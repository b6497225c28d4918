//! Fluid state propagated along a hydraulic chain.

use crate::error::{FluidError, FluidResult};
use crate::substance::{Substance, SubstanceRef};
use fl_core::units::{Density, MassRate, Pressure, Temperature};

/// Fluid state at one position of the chain: pressure, mass flow, substance, temperature.
///
/// Nodes are values: every transformation returns a new node and leaves the
/// original untouched.
#[derive(Debug, Clone, PartialEq)]
pub struct Node {
    p: Pressure,
    mdot: MassRate,
    substance: SubstanceRef,
    t: Temperature,
}

impl Node {
    /// Create a node, validating that pressure and temperature are positive and
    /// mass flow is non-negative.
    pub fn new(
        p: Pressure,
        mdot: MassRate,
        substance: SubstanceRef,
        t: Temperature,
    ) -> FluidResult<Self> {
        if !p.value.is_finite() || p.value <= 0.0 {
            return Err(FluidError::NonPhysical {
                what: "pressure must be positive and finite",
            });
        }
        if !t.value.is_finite() || t.value <= 0.0 {
            return Err(FluidError::NonPhysical {
                what: "temperature must be positive and finite",
            });
        }
        if !mdot.value.is_finite() || mdot.value < 0.0 {
            return Err(FluidError::NonPhysical {
                what: "mass flow must be non-negative and finite",
            });
        }
        Ok(Self {
            p,
            mdot,
            substance,
            t,
        })
    }

    pub fn pressure(&self) -> Pressure {
        self.p
    }

    pub fn mass_flow(&self) -> MassRate {
        self.mdot
    }

    pub fn substance(&self) -> &Substance {
        &self.substance
    }

    /// Shared handle to the substance, for building downstream nodes.
    pub fn substance_ref(&self) -> &SubstanceRef {
        &self.substance
    }

    pub fn temperature(&self) -> Temperature {
        self.t
    }

    /// Local density (ideal gas for gases).
    pub fn density(&self) -> FluidResult<Density> {
        self.substance.density(self.p, self.t)
    }

    /// Same state at a different pressure.
    pub fn with_pressure(&self, p: Pressure) -> FluidResult<Self> {
        Self::new(p, self.mdot, self.substance.clone(), self.t)
    }

    /// Same state with `dp` added to the pressure.
    pub fn with_added_pressure(&self, dp: Pressure) -> FluidResult<Self> {
        self.with_pressure(self.p + dp)
    }

    /// Same state carrying a different mass flow.
    pub fn with_mass_flow(&self, mdot: MassRate) -> FluidResult<Self> {
        Self::new(self.p, mdot, self.substance.clone(), self.t)
    }
}
//! fl-core: stable foundation for feedline.
//!
//! Contains:
//! - units (uom SI types + constructors)
//! - numeric (Real + tolerances + float helpers)
//! - ids (compact IDs for chain positions)
//! - error (shared error types)

pub mod error;
pub mod ids;
pub mod numeric;
pub mod units;

// Re-exports: nice ergonomics for downstream crates
pub use error::{FlError, FlResult};
pub use ids::*;
pub use numeric::*;
pub use units::*;
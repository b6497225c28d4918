use std::path::PathBuf;

#[test]
fn demos_validate() {
    let crate_dir = PathBuf::from(env!("CARGO_MANIFEST_DIR"));
    let root = crate_dir
        .parent()
        .and_then(|p| p.parent())
        .expect("workspace root");

    let demos = [
        "demos/projects/aether_feed.yaml",
        "demos/projects/cold_flow_bench.yaml",
    ];

    for rel in demos {
        let path = root.join(rel);
        let result = fl_project::load_yaml(&path);
        assert!(
            result.is_ok(),
            "demo failed validation: {} => {:?}",
            path.display(),
            result.err()
        );
    }
}

#[test]
fn aether_demo_lists_chain_in_flow_order() {
    let root = PathBuf::from(env!("CARGO_MANIFEST_DIR")).join("../../demos/projects");
    let project = fl_project::load_yaml(&root.join("aether_feed.yaml")).unwrap();
    let ids: Vec<&str> = project.components.iter().map(|c| c.id.as_str()).collect();
    assert_eq!(ids.first(), Some(&"R1"));
    assert_eq!(ids.last(), Some(&"I1"));
    assert_eq!(ids.len(), 12);
    assert_eq!(project.solver.target_source_pressure_pa, Some(1.0e7));
}
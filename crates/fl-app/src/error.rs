//! Error types for the fl-app service layer.

use std::path::PathBuf;

/// Application error type that wraps errors from the backend crates
/// and gives the frontends a single error interface.
#[derive(Debug, thiserror::Error)]
pub enum AppError {
    #[error("Project error: {0}")]
    Project(String),

    #[error("Failed to read project file: {path}")]
    ProjectFileRead {
        path: PathBuf,
        #[source]
        source: std::io::Error,
    },

    #[error("Failed to write project file: {path}")]
    ProjectFileWrite {
        path: PathBuf,
        #[source]
        source: std::io::Error,
    },

    #[error("Project validation failed: {0}")]
    Validation(String),

    #[error("Runtime compilation failed: {0}")]
    Compile(String),

    /// The chain cannot be evaluated as configured, whatever the mass flow.
    #[error("Configuration error: {0}")]
    Configuration(String),

    #[error("Flow search did not converge: {0}")]
    Convergence(String),

    #[error("Solver error: {0}")]
    Solver(String),

    #[error("Invalid input: {0}")]
    InvalidInput(String),
}

/// Result type for fl-app operations.
pub type AppResult<T> = Result<T, AppError>;

impl From<fl_project::ProjectError> for AppError {
    fn from(err: fl_project::ProjectError) -> Self {
        match err {
            fl_project::ProjectError::Validation(v) => AppError::Validation(v.to_string()),
            other => AppError::Project(other.to_string()),
        }
    }
}

impl From<fl_solver::SolverError> for AppError {
    fn from(err: fl_solver::SolverError) -> Self {
        use fl_solver::SolverError;
        match &err {
            SolverError::Configuration { .. } => AppError::Configuration(err.to_string()),
            SolverError::ConvergenceFailed { .. } => AppError::Convergence(err.to_string()),
            SolverError::InvalidInput { .. } => AppError::InvalidInput(err.to_string()),
            SolverError::Component { .. } => AppError::Solver(err.to_string()),
        }
    }
}

impl From<fl_components::ComponentError> for AppError {
    fn from(err: fl_components::ComponentError) -> Self {
        AppError::Compile(err.to_string())
    }
}

impl From<fl_fluids::FluidError> for AppError {
    fn from(err: fl_fluids::FluidError) -> Self {
        AppError::Compile(err.to_string())
    }
}

#[cfg(test)]
mod tests {
    use super::*;
    use fl_solver::SolverError;

    #[test]
    fn solver_failures_keep_their_category() {
        let config = SolverError::Configuration {
            component: "REG".to_string(),
            position: 2,
            reason: "no compatible curve".to_string(),
        };
        assert!(matches!(AppError::from(config), AppError::Configuration(_)));

        let stalled = SolverError::ConvergenceFailed {
            iterations: 10,
            mass_flow_kgps: 0.1,
            rel_error: 0.2,
            reason: "iteration budget exhausted".to_string(),
        };
        assert!(matches!(AppError::from(stalled), AppError::Convergence(_)));

        let bad = SolverError::InvalidInput {
            what: "time step".to_string(),
        };
        assert!(matches!(AppError::from(bad), AppError::InvalidInput(_)));
    }
}
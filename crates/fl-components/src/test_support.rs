use std::sync::Arc;

use crate::diagnostics::EvalContext;
use crate::material::Material;
use fl_core::units::{jpkgk, k, kgpm3, kgps, m, pa, pas, s};
use fl_fluids::{Gas, Liquid, Node, Substance, SubstanceRef};

pub fn water() -> SubstanceRef {
    Arc::new(Substance::from(
        Liquid::new("Water", kgpm3(1000.0), pas(8.9e-4)).unwrap(),
    ))
}

pub fn air() -> SubstanceRef {
    Arc::new(Substance::from(
        Gas::new("Air", jpkgk(287.0), pas(1.8e-5)).unwrap(),
    ))
}

pub fn aluminium() -> Material {
    Material::new("Aluminium", m(0.1e-6)).unwrap()
}

pub fn ctx() -> EvalContext {
    EvalContext::new(s(0.1))
}

pub fn liquid_node(p: f64, mdot: f64) -> Node {
    Node::new(pa(p), kgps(mdot), water(), k(293.0)).unwrap()
}

pub fn gas_node(p: f64, mdot: f64) -> Node {
    Node::new(pa(p), kgps(mdot), air(), k(293.0)).unwrap()
}
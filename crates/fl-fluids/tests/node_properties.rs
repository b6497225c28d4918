//! Node behaviour as seen by the chain: pressure updates and phase-dependent density.

use std::sync::Arc;

use fl_core::units::{jpkgk, k, kgpm3, kgps, pa, pas};
use fl_fluids::{FluidError, Gas, Liquid, Node, Substance, SubstanceRef};
use proptest::prelude::*;

fn nitrogen() -> SubstanceRef {
    Arc::new(Substance::from(
        Gas::new("Nitrogen", jpkgk(296.8), pas(17.5e-6)).unwrap(),
    ))
}

fn ethanol() -> SubstanceRef {
    Arc::new(Substance::from(
        Liquid::new("Ethanol", kgpm3(789.0), pas(1.2e-3)).unwrap(),
    ))
}

#[test]
fn added_pressure_keeps_substance_and_flow() {
    let node = Node::new(pa(2e5), kgps(0.3), ethanol(), k(290.0)).unwrap();
    let up = node.with_added_pressure(pa(5e4)).unwrap();
    assert_eq!(up.pressure().value, 2.5e5);
    assert_eq!(up.mass_flow().value, 0.3);
    assert_eq!(up.substance().name(), "Ethanol");
    assert_eq!(node.pressure().value, 2e5);
}

#[test]
fn pressure_cannot_drop_below_zero() {
    let node = Node::new(pa(1e5), kgps(0.1), ethanol(), k(290.0)).unwrap();
    let err = node.with_added_pressure(pa(-2e5)).unwrap_err();
    assert!(matches!(err, FluidError::NonPhysical { .. }));
}

#[test]
fn gas_node_density_tracks_pressure() {
    let low = Node::new(pa(1e6), kgps(0.01), nitrogen(), k(293.0)).unwrap();
    let high = low.with_pressure(pa(2e6)).unwrap();
    let ratio = high.density().unwrap().value / low.density().unwrap().value;
    assert!((ratio - 2.0).abs() < 1e-12);
}

#[test]
fn substance_is_shared_not_copied() {
    let gas = nitrogen();
    let node = Node::new(pa(1e6), kgps(0.01), gas.clone(), k(293.0)).unwrap();
    let next = node.with_mass_flow(kgps(0.02)).unwrap();
    assert!(Arc::ptr_eq(next.substance_ref(), &gas));
}

proptest! {
    #[test]
    fn liquid_density_is_state_independent(p in 1e3f64..1e8, t in 200.0f64..400.0) {
        let node = Node::new(pa(p), kgps(0.5), ethanol(), k(t)).unwrap();
        prop_assert_eq!(node.density().unwrap().value, 789.0);
    }
}
//! Straight tubes, bends and tees.
//!
//! Liquid losses use Darcy-Weisbach with the regime-dependent friction factor
//! plus a fitting coefficient. Gas-side friction in tubing is treated as
//! negligible against the liquid side and reported as exactly zero.

use crate::common::{EPSILON_MDOT, check_finite, check_positive};
use crate::diagnostics::EvalContext;
use crate::error::{ComponentError, ComponentResult};
use crate::friction::{FlowRegime, duct_loss};
use crate::material::Material;
use crate::state::ComponentState;
use crate::traits::{ChainComponent, PressureDrop, Step};
use fl_core::units::{Angle, Length, Pressure, pa, to_deg};
use fl_fluids::{Node, Substance};

/// Relative roughness above which the smooth-pipe transitional fit is no longer representative.
pub const SMOOTH_WALL_REL_ROUGHNESS_MAX: f64 = 1e-3;

/// Default loss coefficient of the straight run through a tee.
pub const TEE_RUN_LOSS_COEFFICIENT: f64 = 0.4;

/// Shared geometry of all tubing elements.
#[derive(Debug, Clone)]
struct Bore {
    length: Length,
    diameter: Length,
    material: Material,
}

impl Bore {
    fn new(length: Length, diameter: Length, material: Material) -> ComponentResult<Self> {
        check_positive(diameter.value, "diameter must be positive")?;
        if length.value != 0.0 {
            check_positive(length.value, "length must be non-negative")?;
        }
        Ok(Self {
            length,
            diameter,
            material,
        })
    }

    fn relative_roughness(&self) -> f64 {
        self.material.roughness().value / self.diameter.value
    }

    /// Liquid loss through the bore plus `k_minor`; zero for gases.
    fn drop(
        &self,
        name: &str,
        node: &Node,
        k_minor: f64,
        ctx: &mut EvalContext,
    ) -> ComponentResult<Pressure> {
        let liquid = match node.substance() {
            Substance::Liquid(l) => l,
            Substance::Gas(_) => return Ok(pa(0.0)),
        };

        let mdot = node.mass_flow().value;
        if mdot < EPSILON_MDOT {
            return Ok(pa(0.0));
        }

        let loss = duct_loss(
            mdot,
            liquid.density().value,
            liquid.viscosity().value,
            self.diameter.value,
            self.length.value,
            k_minor,
        );
        check_finite(loss.dp, "pressure drop")?;

        if loss.friction.regime == FlowRegime::BeyondRange {
            ctx.out_of_range(
                name,
                "Reynolds number",
                loss.reynolds,
                "extrapolated Nikuradse friction factor",
            );
        }
        if loss.friction.regime != FlowRegime::Laminar
            && self.relative_roughness() > SMOOTH_WALL_REL_ROUGHNESS_MAX
        {
            ctx.out_of_range(
                name,
                "relative roughness",
                self.relative_roughness(),
                "smooth-wall friction factor",
            );
        }

        tracing::trace!(
            component = name,
            re = loss.reynolds,
            f = loss.friction.value,
            dp = loss.dp,
            "duct loss"
        );
        Ok(pa(loss.dp))
    }
}

/// Straight tube.
#[derive(Debug, Clone)]
pub struct Conduit {
    name: String,
    bore: Bore,
}

impl Conduit {
    pub fn new(
        name: impl Into<String>,
        length: Length,
        diameter: Length,
        material: Material,
    ) -> ComponentResult<Self> {
        Ok(Self {
            name: name.into(),
            bore: Bore::new(length, diameter, material)?,
        })
    }

    pub fn length(&self) -> Length {
        self.bore.length
    }

    pub fn diameter(&self) -> Length {
        self.bore.diameter
    }

    pub fn material(&self) -> &Material {
        &self.bore.material
    }
}

impl PressureDrop for Conduit {
    fn pressure_drop(
        &self,
        node: &Node,
        _state: &mut ComponentState,
        ctx: &mut EvalContext,
    ) -> ComponentResult<Pressure> {
        self.bore.drop(&self.name, node, 0.0, ctx)
    }
}

impl ChainComponent for Conduit {
    fn name(&self) -> &str {
        &self.name
    }

    fn kind(&self) -> &'static str {
        "Conduit"
    }

    fn step(
        &self,
        node: &Node,
        state: &mut ComponentState,
        ctx: &mut EvalContext,
    ) -> ComponentResult<Step> {
        Ok(Step::Drop(self.pressure_drop(node, state, ctx)?))
    }
}

/// Curved tube. The length is split evenly on both sides of the bend.
#[derive(Debug, Clone)]
pub struct Elbow {
    name: String,
    bore: Bore,
    angle: Angle,
    bend_radius: Length,
}

impl Elbow {
    pub fn new(
        name: impl Into<String>,
        length: Length,
        diameter: Length,
        material: Material,
        angle: Angle,
        bend_radius: Length,
    ) -> ComponentResult<Self> {
        let bore = Bore::new(length, diameter, material)?;
        let angle_deg = to_deg(angle);
        if !angle_deg.is_finite() || angle_deg <= 0.0 || angle_deg > 180.0 {
            return Err(ComponentError::InvalidArg {
                what: "bend angle must be in (0, 180] degrees",
            });
        }
        if !bend_radius.value.is_finite() || bend_radius.value < 0.5 * diameter.value {
            return Err(ComponentError::InvalidArg {
                what: "bend radius must be at least half the diameter",
            });
        }
        Ok(Self {
            name: name.into(),
            bore,
            angle,
            bend_radius,
        })
    }

    pub fn angle(&self) -> Angle {
        self.angle
    }

    pub fn bend_radius(&self) -> Length {
        self.bend_radius
    }

    /// Weisbach bend coefficient, scaled linearly with the turning angle.
    pub fn bend_coefficient(&self) -> f64 {
        let d_over_r = self.bore.diameter.value / self.bend_radius.value;
        let k90 = 0.131 + 0.1632 * d_over_r.powf(3.5);
        k90 * to_deg(self.angle) / 90.0
    }
}

impl PressureDrop for Elbow {
    fn pressure_drop(
        &self,
        node: &Node,
        _state: &mut ComponentState,
        ctx: &mut EvalContext,
    ) -> ComponentResult<Pressure> {
        self.bore
            .drop(&self.name, node, self.bend_coefficient(), ctx)
    }
}

impl ChainComponent for Elbow {
    fn name(&self) -> &str {
        &self.name
    }

    fn kind(&self) -> &'static str {
        "Elbow"
    }

    fn step(
        &self,
        node: &Node,
        state: &mut ComponentState,
        ctx: &mut EvalContext,
    ) -> ComponentResult<Step> {
        Ok(Step::Drop(self.pressure_drop(node, state, ctx)?))
    }
}

/// Tee connector traversed along its straight run.
#[derive(Debug, Clone)]
pub struct Tee {
    name: String,
    bore: Bore,
    run_coefficient: f64,
}

impl Tee {
    pub fn new(
        name: impl Into<String>,
        length: Length,
        diameter: Length,
        material: Material,
    ) -> ComponentResult<Self> {
        Ok(Self {
            name: name.into(),
            bore: Bore::new(length, diameter, material)?,
            run_coefficient: TEE_RUN_LOSS_COEFFICIENT,
        })
    }

    /// Override the run loss coefficient.
    pub fn with_run_coefficient(mut self, k: f64) -> ComponentResult<Self> {
        if !k.is_finite() || k < 0.0 {
            return Err(ComponentError::InvalidArg {
                what: "tee run coefficient must be non-negative",
            });
        }
        self.run_coefficient = k;
        Ok(self)
    }

    pub fn run_coefficient(&self) -> f64 {
        self.run_coefficient
    }
}

impl PressureDrop for Tee {
    fn pressure_drop(
        &self,
        node: &Node,
        _state: &mut ComponentState,
        ctx: &mut EvalContext,
    ) -> ComponentResult<Pressure> {
        self.bore.drop(&self.name, node, self.run_coefficient, ctx)
    }
}

impl ChainComponent for Tee {
    fn name(&self) -> &str {
        &self.name
    }

    fn kind(&self) -> &'static str {
        "Tee"
    }

    fn step(
        &self,
        node: &Node,
        state: &mut ComponentState,
        ctx: &mut EvalContext,
    ) -> ComponentResult<Step> {
        Ok(Step::Drop(self.pressure_drop(node, state, ctx)?))
    }
}

#[cfg(test)]
mod tests {
    use super::*;
    use crate::test_support::{aluminium, ctx, gas_node, liquid_node};
    use fl_core::units::{deg, m, mm};

    #[test]
    fn conduit_gas_drop_is_zero() {
        let c = Conduit::new("C1", mm(91.0), mm(16.0), aluminium()).unwrap();
        let mut ctx = ctx();
        let dp = c
            .pressure_drop(&gas_node(30e5, 0.05), &mut ComponentState::Stateless, &mut ctx)
            .unwrap();
        assert_eq!(dp.value, 0.0);
    }

    #[test]
    fn conduit_liquid_drop_matches_darcy() {
        // 0.1 kg/s water, 16 mm, 1 m: v = 0.497 m/s, Re ≈ 8940 -> Nikuradse
        let c = Conduit::new("C1", m(1.0), mm(16.0), aluminium()).unwrap();
        let mut ctx = ctx();
        let dp = c
            .pressure_drop(&liquid_node(1e5, 0.1), &mut ComponentState::Stateless, &mut ctx)
            .unwrap()
            .value;
        let v: f64 = 0.1 / (1000.0 * std::f64::consts::PI * 0.016 * 0.016 / 4.0);
        let re = 1000.0 * v * 0.016 / 8.9e-4;
        let expected = 0.3164 / re.powf(0.25) / 0.016 * 0.5 * 1000.0 * v * v;
        assert!((dp - expected).abs() < 1e-9 * expected.max(1.0));
        assert!(ctx.warnings().is_empty());
    }

    #[test]
    fn conduit_high_reynolds_warns() {
        let c = Conduit::new("C8", mm(79.0), mm(6.0), aluminium()).unwrap();
        let mut ctx = ctx();
        let dp = c
            .pressure_drop(&liquid_node(1e5, 1.0), &mut ComponentState::Stateless, &mut ctx)
            .unwrap();
        assert!(dp.value > 0.0);
        assert_eq!(ctx.warnings().len(), 1);
        assert_eq!(ctx.warnings()[0].component(), "C8");
    }

    #[test]
    fn elbow_adds_bend_loss_over_straight_tube() {
        let straight = Conduit::new("C", mm(752.0), mm(10.0), aluminium()).unwrap();
        let bend = Elbow::new("B", mm(752.0), mm(10.0), aluminium(), deg(90.0), mm(479.0)).unwrap();
        let node = liquid_node(1e5, 0.2);
        let mut ctx = ctx();
        let a = straight
            .pressure_drop(&node, &mut ComponentState::Stateless, &mut ctx)
            .unwrap();
        let b = bend
            .pressure_drop(&node, &mut ComponentState::Stateless, &mut ctx)
            .unwrap();
        assert!(b.value > a.value);
        assert!((bend.bend_coefficient() - 0.131).abs() < 1e-3);
    }

    #[test]
    fn elbow_rejects_tight_radius() {
        assert!(Elbow::new("B", mm(40.0), mm(4.0), aluminium(), deg(90.0), mm(1.0)).is_err());
        assert!(Elbow::new("B", mm(40.0), mm(4.0), aluminium(), deg(0.0), mm(25.0)).is_err());
    }

    #[test]
    fn tee_run_coefficient() {
        let tee = Tee::new("T1", mm(30.0), mm(10.0), aluminium()).unwrap();
        assert_eq!(tee.run_coefficient(), TEE_RUN_LOSS_COEFFICIENT);
        assert!(tee.clone().with_run_coefficient(-1.0).is_err());
        let node = liquid_node(1e5, 0.2);
        let mut ctx = ctx();
        let dp = tee
            .pressure_drop(&node, &mut ComponentState::Stateless, &mut ctx)
            .unwrap();
        assert!(dp.value > 0.0);
    }

    #[test]
    fn rough_wall_warns_outside_laminar() {
        let rough = Material::new("Cast iron", mm(0.26)).unwrap();
        let c = Conduit::new("C", m(1.0), mm(16.0), rough).unwrap();
        let mut ctx = ctx();
        c.pressure_drop(&liquid_node(1e5, 0.1), &mut ComponentState::Stateless, &mut ctx)
            .unwrap();
        assert_eq!(ctx.warnings().len(), 1);
    }
}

•••••

WORK REQUIRED. Give back the lines of the data exactly as they are written, from the first line through the line containing "gas for gases).".

SOLUTION TO THIS PROBLEM.
repository b6497225c28d4918
//! Fluid state propagated along a hydraulic chain.

use crate::error::{FluidError, FluidResult};
use crate::substance::{Substance, SubstanceRef};
use fl_core::units::{Density, MassRate, Pressure, Temperature};

/// Fluid state at one position of the chain: pressure, mass flow, substance, temperature.
///
/// Nodes are values: every transformation returns a new node and leaves the
/// original untouched.
#[derive(Debug, Clone, PartialEq)]
pub struct Node {
    p: Pressure,
    mdot: MassRate,
    substance: SubstanceRef,
    t: Temperature,
}

impl Node {
    /// Create a node, validating that pressure and temperature are positive and
    /// mass flow is non-negative.
    pub fn new(
        p: Pressure,
        mdot: MassRate,
        substance: SubstanceRef,
        t: Temperature,
    ) -> FluidResult<Self> {
        if !p.value.is_finite() || p.value <= 0.0 {
            return Err(FluidError::NonPhysical {
                what: "pressure must be positive and finite",
            });
        }
        if !t.value.is_finite() || t.value <= 0.0 {
            return Err(FluidError::NonPhysical {
                what: "temperature must be positive and finite",
            });
        }
        if !mdot.value.is_finite() || mdot.value < 0.0 {
            return Err(FluidError::NonPhysical {
                what: "mass flow must be non-negative and finite",
            });
        }
        Ok(Self {
            p,
            mdot,
            substance,
            t,
        })
    }

    pub fn pressure(&self) -> Pressure {
        self.p
    }

    pub fn mass_flow(&self) -> MassRate {
        self.mdot
    }

    pub fn substance(&self) -> &Substance {
        &self.substance
    }

    /// Shared handle to the substance, for building downstream nodes.
    pub fn substance_ref(&self) -> &SubstanceRef {
        &self.substance
    }

    pub fn temperature(&self) -> Temperature {
        self.t
    }

    /// Local density (ideal gas for gases).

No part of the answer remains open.